Material for this task: Begin
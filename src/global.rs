//! Process-wide logger slot and free-function helpers.
//!
//! The slot starts out holding a default [`JsonLogger`] (info level, stdout),
//! created on first use. [`set_logger`] replaces it, last write wins; install
//! your logger during start-up, before other threads begin logging.
//! [`clear_logger`] empties the slot, after which the helpers do nothing.
//!
//! ## Examples
//!
//! ```rust
//! use json_logger::{fields, global, JsonLogger, LoggerOptions};
//! use std::sync::Arc;
//!
//! global::set_logger(Arc::new(JsonLogger::with_options(
//!     LoggerOptions::new().with_output(std::io::sink()),
//! )));
//!
//! global::info("service started", &[&fields!("port": 8080)]);
//! ```

use crate::logger::{JsonLogger, Logger};
use crate::FieldMap;
use parking_lot::RwLock;
use std::sync::{Arc, OnceLock};

type Slot = RwLock<Option<Arc<dyn Logger>>>;

static SLOT: OnceLock<Slot> = OnceLock::new();

fn slot() -> &'static Slot {
    SLOT.get_or_init(|| RwLock::new(Some(Arc::new(JsonLogger::new()))))
}

/// Installs `logger` for the helper functions, replacing any previous one.
pub fn set_logger(logger: Arc<dyn Logger>) {
    *slot().write() = Some(logger);
}

/// Empties the slot. Helper calls are dropped until a logger is installed.
pub fn clear_logger() {
    *slot().write() = None;
}

/// Returns the installed logger, if any.
#[must_use]
pub fn logger() -> Option<Arc<dyn Logger>> {
    slot().read().clone()
}

// The lock is released before logging so a slow sink never blocks
// `set_logger`.
fn with_logger(f: impl FnOnce(&dyn Logger)) {
    if let Some(logger) = logger() {
        f(logger.as_ref());
    }
}

pub fn debug(message: &str, fields: &[&FieldMap]) {
    with_logger(|logger| logger.debug(message, fields));
}

pub fn info(message: &str, fields: &[&FieldMap]) {
    with_logger(|logger| logger.info(message, fields));
}

pub fn warn(message: &str, fields: &[&FieldMap]) {
    with_logger(|logger| logger.warn(message, fields));
}

pub fn error(message: &str, fields: &[&FieldMap]) {
    with_logger(|logger| logger.error(message, fields));
}

#[cfg(test)]
mod tests {
    use super::*;
    use parking_lot::Mutex;

    #[derive(Default)]
    struct Recorder(Mutex<Vec<(String, String, usize)>>);

    impl Recorder {
        fn record(&self, level: &str, message: &str, fields: &[&FieldMap]) {
            let count = fields.iter().map(|f| f.len()).sum();
            self.0
                .lock()
                .push((level.to_string(), message.to_string(), count));
        }
    }

    impl Logger for Recorder {
        fn debug(&self, message: &str, fields: &[&FieldMap]) {
            self.record("debug", message, fields);
        }

        fn info(&self, message: &str, fields: &[&FieldMap]) {
            self.record("info", message, fields);
        }

        fn warn(&self, message: &str, fields: &[&FieldMap]) {
            self.record("warn", message, fields);
        }

        fn error(&self, message: &str, fields: &[&FieldMap]) {
            self.record("error", message, fields);
        }
    }

    // One test touches the slot so parallel tests cannot race on it.
    #[test]
    fn test_slot_lifecycle() {
        assert!(logger().is_some());

        let recorder = Arc::new(Recorder::default());
        set_logger(recorder.clone());

        let fields = FieldMap::from([("port", 8080)]);
        debug("d", &[]);
        info("i", &[&fields]);
        warn("w", &[&fields, &fields]);
        error("e", &[]);

        assert_eq!(
            *recorder.0.lock(),
            vec![
                ("debug".to_string(), "d".to_string(), 0),
                ("info".to_string(), "i".to_string(), 1),
                ("warn".to_string(), "w".to_string(), 2),
                ("error".to_string(), "e".to_string(), 0),
            ]
        );

        clear_logger();
        assert!(logger().is_none());
        info("dropped", &[]);
        assert_eq!(recorder.0.lock().len(), 4);
    }
}
use chrono::DateTime;
use json_logger::{
    fields, FieldMap, Format, JsonLogger, Level, Logger, LoggerOptions, Value,
};
use serde::Serialize;
use std::io::{self, Write};
use std::sync::{Arc, Mutex};
use std::thread;

/// Sink shared between the logger and the test.
#[derive(Clone, Default)]
struct SharedSink(Arc<Mutex<Vec<u8>>>);

impl SharedSink {
    fn text(&self) -> String {
        String::from_utf8(self.0.lock().unwrap().clone()).unwrap()
    }

    fn lines(&self) -> Vec<serde_json::Value> {
        self.text()
            .lines()
            .map(|line| serde_json::from_str(line).unwrap())
            .collect()
    }
}

impl Write for SharedSink {
    fn write(&mut self, bytes: &[u8]) -> io::Result<usize> {
        self.0.lock().unwrap().extend_from_slice(bytes);
        Ok(bytes.len())
    }

    fn flush(&mut self) -> io::Result<()> {
        Ok(())
    }
}

fn payments_logger(sink: &SharedSink) -> JsonLogger {
    JsonLogger::with_options(
        LoggerOptions::new()
            .with_level(Level::Info)
            .with_output(sink.clone())
            .with_base_field("service", "payments"),
    )
}

#[test]
fn test_charge_succeeded_entry() {
    let sink = SharedSink::default();
    let logger = payments_logger(&sink);

    logger.info(
        "charge succeeded",
        &[&fields!("amount": 42, "currency": "USD")],
    );

    let text = sink.text();
    assert!(text.ends_with('\n'));
    assert_eq!(text.lines().count(), 1);

    let entries = sink.lines();
    let entry = &entries[0];
    let timestamp = entry["timestamp"].as_str().unwrap();
    assert!(DateTime::parse_from_rfc3339(timestamp).is_ok());
    assert!(timestamp.ends_with('Z'));
    assert_eq!(entry["level"], "info");
    assert_eq!(entry["message"], "charge succeeded");
    assert_eq!(entry["service"], "payments");
    assert_eq!(entry["amount"], 42);
    assert_eq!(entry["currency"], "USD");
    assert!(entry.get("error").is_none());
}

#[test]
fn test_unsupported_field_degrades() {
    let sink = SharedSink::default();
    let logger = payments_logger(&sink);

    let (tx, _rx) = std::sync::mpsc::channel::<u8>();
    logger.info("odd", &[&fields!("c": Value::unsupported(&tx))]);

    let entries = sink.lines();
    let entry = &entries[0];
    assert!(!entry["c"].as_str().unwrap().is_empty());
    assert!(!entry["error"].as_str().unwrap().is_empty());
    assert_eq!(entry["service"], "payments");
}

#[test]
fn test_level_filtering() {
    let sink = SharedSink::default();
    let logger = JsonLogger::with_options(
        LoggerOptions::new()
            .with_level(Level::Warn)
            .with_output(sink.clone()),
    );

    logger.debug("d", &[]);
    logger.info("i", &[]);
    assert!(sink.text().is_empty());

    logger.warn("w", &[]);
    logger.error("e", &[]);
    let levels: Vec<_> = sink
        .lines()
        .iter()
        .map(|entry| entry["level"].as_str().unwrap().to_string())
        .collect();
    assert_eq!(levels, vec!["warn", "error"]);
}

#[test]
fn test_concurrent_entries_never_interleave() {
    let sink = SharedSink::default();
    let logger = Arc::new(payments_logger(&sink));

    let handles: Vec<_> = (0..2)
        .map(|worker| {
            let logger = Arc::clone(&logger);
            thread::spawn(move || {
                for i in 0..1000 {
                    logger.info(
                        "tick",
                        &[&fields!("worker": worker, "i": i, "pad": "x".repeat(64))],
                    );
                }
            })
        })
        .collect();
    for handle in handles {
        handle.join().unwrap();
    }

    let entries = sink.lines();
    assert_eq!(entries.len(), 2000);
    for worker in 0..2 {
        let count = entries.iter().filter(|e| e["worker"] == worker).count();
        assert_eq!(count, 1000);
    }
}

#[test]
fn test_later_maps_override() {
    let sink = SharedSink::default();
    let logger = payments_logger(&sink);

    let first = fields!("attempt": 1, "service": "override");
    let second = fields!("\"attempt\":": 2);
    logger.info("retry", &[&first, &second]);

    let text = sink.text();
    assert_eq!(text.matches("\"attempt\"").count(), 1);
    let entry = &sink.lines()[0];
    assert_eq!(entry["attempt"], 2);
    assert_eq!(entry["service"], "override");
}

#[test]
fn test_nested_structures_round_trip() {
    #[derive(Debug, Serialize)]
    struct Item {
        sku: &'static str,
        #[serde(rename = "qty")]
        quantity: u32,
        #[serde(skip)]
        internal_note: &'static str,
    }

    let sink = SharedSink::default();
    let logger = payments_logger(&sink);

    let mut fields = FieldMap::new();
    fields.insert(
        "order",
        json_logger::value!({"lines": [{"n": 1}, {"n": 2}], "total": 9.5}),
    );
    fields.insert(
        "item",
        Value::reflect(Item {
            sku: "W-1",
            quantity: 3,
            internal_note: "hidden",
        }),
    );
    logger.info("order placed", &[&fields]);

    let entry = &sink.lines()[0];
    assert_eq!(
        entry["order"],
        serde_json::json!({"lines": [{"n": 1}, {"n": 2}], "total": 9.5})
    );
    assert_eq!(entry["item"], serde_json::json!({"sku": "W-1", "qty": 3}));
    assert!(entry.get("error").is_none());
}

#[test]
fn test_pretty_entries_parse() {
    let sink = SharedSink::default();
    let logger = JsonLogger::with_options(
        LoggerOptions::new()
            .with_output(sink.clone())
            .with_format(Format::pretty()),
    );

    logger.info("pretty", &[&fields!("k": "v")]);

    let text = sink.text();
    assert!(text.starts_with("{\n  \"timestamp\": "));
    assert!(text.ends_with("\n}\n"));
    let entry: serde_json::Value = serde_json::from_str(&text).unwrap();
    assert_eq!(entry["k"], "v");
}

#[test]
fn test_custom_time_format() {
    let sink = SharedSink::default();
    let logger = JsonLogger::with_options(
        LoggerOptions::new()
            .with_output(sink.clone())
            .with_custom_time_format("%Y-%m-%d"),
    );

    logger.info("dated", &[]);

    let entry = &sink.lines()[0];
    let timestamp = entry["timestamp"].as_str().unwrap();
    assert_eq!(timestamp.len(), 10);
    assert!(chrono::NaiveDate::parse_from_str(timestamp, "%Y-%m-%d").is_ok());
}

#[test]
fn test_message_escaping() {
    let sink = SharedSink::default();
    let logger = payments_logger(&sink);

    let message = "line1\nline2\t\"quoted\" \\ \u{1}";
    logger.error(message, &[]);

    let text = sink.text();
    assert_eq!(text.lines().count(), 1);
    assert_eq!(sink.lines()[0]["message"], message);
}

#[test]
fn test_reserved_names_are_not_repeated() {
    let sink = SharedSink::default();
    let logger = payments_logger(&sink);

    logger.info(
        "real",
        &[&fields!("level": "spoof", "'message':": "x", "timestamp": 0, "kept": true)],
    );

    let text = sink.text();
    assert_eq!(text.matches("\"level\"").count(), 1);
    assert_eq!(text.matches("\"message\"").count(), 1);
    assert_eq!(text.matches("\"timestamp\"").count(), 1);

    let entry = &sink.lines()[0];
    assert_eq!(entry["level"], "info");
    assert_eq!(entry["message"], "real");
    assert_eq!(entry["kept"], true);
}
Material for this task: End
What you are asked to do: Scan the records above and report every line with the string "handles".

Response to this exercise:
    let handles: Vec<_> = (0..2)
    for handle in handles {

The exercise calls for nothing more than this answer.